Oposição diz que cartilha de Fachin não encerra polêmica dos supersalários

Presidente do STF detalha regras para salários e indenizações, enquanto decisões recentes da Corte mantêm aberto o debate sobre pagamentos que podem superar o teto constitucional.
Oposição diz que cartilha de Fachin não encerra polêmica dos supersalários

Oposição diz que cartilha de Fachin não encerra polêmica dos supersalários
A nova cartilha do Judiciário tenta esclarecer como magistrados são remunerados, mas chega cercada por uma contradição difícil de apagar: ao mesmo tempo que o Supremo restringe pagamentos, também preserva mecanismos capazes de elevar os vencimentos muito acima do teto constitucional.

De um lado, o presidente do Supremo Tribunal Federal e do Conselho Nacional de Justiça, Edson Fachin, apresenta transparência como resposta às críticas. Lançado na terça-feira, 18, o documento de 20 páginas reúne perguntas frequentes, decisões do STF e explicações sobre por que determinadas verbas indenizatórias não entram no limite salarial do funcionalismo.

Fachin também saiu em defesa da magistratura. Disse ser necessário “separar o joio do trigo” e afirmou que o Judiciário aceita críticas, mas não campanhas destinadas a “descredibilizar” as instituições. A mensagem é clara: irregularidades devem ser enfrentadas sem transformar casos específicos em ataques generalizados ao sistema de Justiça.

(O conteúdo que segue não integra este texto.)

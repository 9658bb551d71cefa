use thiserror::Error;

/// Errors returned by the Best Buy availability client.
#[derive(Debug, Error)]
pub enum BestBuyError {
    /// `BEST_BUY_API_KEY` is unset; no request is attempted.
    #[error("Best Buy API key is not configured")]
    MissingApiKey,

    /// Network or TLS failure, or a non-2xx status. The request URL is
    /// stripped so the API key never reaches logs.
    #[error("HTTP error: {0}")]
    Http(#[from] reqwest::Error),

    #[error("invalid base URL \"{url}\": {reason}")]
    InvalidBaseUrl { url: String, reason: String },

    /// The response body could not be deserialized into the expected type.
    #[error("JSON deserialization error for {context}: {source}")]
    Deserialize {
        context: String,
        #[source]
        source: serde_json::Error,
    },
}
pub mod app_config;
pub mod catalog;
pub mod config;
pub mod store;
pub mod validate;

pub use app_config::{AppConfig, Environment};
pub use catalog::DEFAULT_SKUS;
pub use config::{load_app_config, load_app_config_from_env};
pub use store::{PostalCode, StoreRecord};
pub use validate::{normalize_postal_code, normalize_product_ids, ValidationError};

use thiserror::Error;

#[derive(Debug, Error)]
pub enum ConfigError {
    #[error("missing required environment variable: {0}")]
    MissingEnvVar(String),
    #[error("invalid value for {var}: {reason}")]
    InvalidEnvVar { var: String, reason: String },
}
//! Write operations for the stock sightings table.

use sqlx::PgPool;
use stockcheck_core::{PostalCode, StoreRecord};

use super::types::{NewStockSighting, TableName};
use crate::DbError;

/// Second-granularity timestamp from the process-local clock, e.g.
/// `2026-03-01 14:05:09`.
#[must_use]
pub fn refresh_timestamp() -> String {
    chrono::Local::now().format("%Y-%m-%d %H:%M:%S").to_string()
}

/// Append one sighting and return its row id.
///
/// # Errors
///
/// Returns [`sqlx::Error`] if the insert fails.
pub async fn insert_stock_sighting(
    pool: &PgPool,
    table: &TableName,
    sighting: &NewStockSighting,
) -> Result<i64, sqlx::Error> {
    let sql = format!(
        "INSERT INTO {table} \
             (refresh_date, zip_code, sku, store_id, name, address, city, state, \
              postal_code, store_type, low_stock, distance) \
         VALUES ($1, $2, $3, $4, $5, $6, $7, $8, $9, $10, $11, $12) \
         RETURNING id"
    );

    sqlx::query_scalar::<_, i64>(&sql)
        .bind(&sighting.refresh_date)
        .bind(&sighting.zip_code)
        .bind(&sighting.sku)
        .bind(&sighting.store_id)
        .bind(&sighting.name)
        .bind(&sighting.address)
        .bind(&sighting.city)
        .bind(&sighting.state)
        .bind(&sighting.postal_code)
        .bind(&sighting.store_type)
        .bind(&sighting.low_stock)
        .bind(&sighting.distance)
        .fetch_one(pool)
        .await
}

/// Appends stock sightings to the configured table.
#[derive(Debug, Clone)]
pub struct SightingWriter {
    pool: PgPool,
    table: TableName,
}

impl SightingWriter {
    /// # Errors
    ///
    /// Returns [`DbError::InvalidTableName`] if `table_name` is not a plain
    /// SQL identifier.
    pub fn new(pool: PgPool, table_name: &str) -> Result<Self, DbError> {
        Ok(Self {
            pool,
            table: TableName::parse(table_name)?,
        })
    }

    #[must_use]
    pub fn table(&self) -> &TableName {
        &self.table
    }

    #[must_use]
    pub fn pool(&self) -> &PgPool {
        &self.pool
    }

    /// Writes one row per store, all stamped with the same refresh time.
    ///
    /// Each insert stands alone: a failure does not stop the remaining
    /// inserts and nothing already written is rolled back. Returns the new
    /// row ids in store order.
    ///
    /// # Errors
    ///
    /// Returns the first insert failure once every store has been attempted.
    pub async fn record_availability(
        &self,
        records: &[StoreRecord],
        sku: &str,
        zip_code: PostalCode,
    ) -> Result<Vec<i64>, DbError> {
        let refresh_date = refresh_timestamp();
        let mut ids = Vec::with_capacity(records.len());
        let mut first_error: Option<sqlx::Error> = None;

        for store in records {
            let sighting = NewStockSighting::from_store(store, sku, zip_code, &refresh_date);
            match insert_stock_sighting(&self.pool, &self.table, &sighting).await {
                Ok(id) => ids.push(id),
                Err(e) => {
                    tracing::error!(
                        sku,
                        zip_code = %zip_code,
                        store_id = %store.store_id,
                        error = %e,
                        "failed to record stock sighting"
                    );
                    if first_error.is_none() {
                        first_error = Some(e);
                    }
                }
            }
        }

        match first_error {
            Some(e) => Err(DbError::from(e)),
            None => Ok(ids),
        }
    }
}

Do outro lado está a matemática dos contracheques. Na semana anterior ao lançamento, ministros do STF mandaram sete Tribunais de Justiça suspender pagamentos acima do teto e devolver valores sem justificativa. A determinação atingiu cortes de Goiás, Maranhão, Paraná, Rio de Janeiro, Rio Grande do Norte, Rondônia e Distrito Federal.

A própria jurisprudência, porém, oferece uma imagem menos linear. Em março, o Supremo limitou verbas indenizatórias a 35% do teto, hoje em R$ 46 mil, mas criou uma gratificação por tempo de atividade capaz de acrescentar outros 35%. No topo da carreira, os extras podem chegar a R$ 32,4 mil — 70% além do limite. Em junho, a Corte ainda autorizou novas hipóteses de pagamento, incluindo a conversão em dinheiro de férias, licenças-prêmio e plantões acumulados.

A cartilha explica as regras; a disputa política está em saber se explicá-las basta para legitimá-las.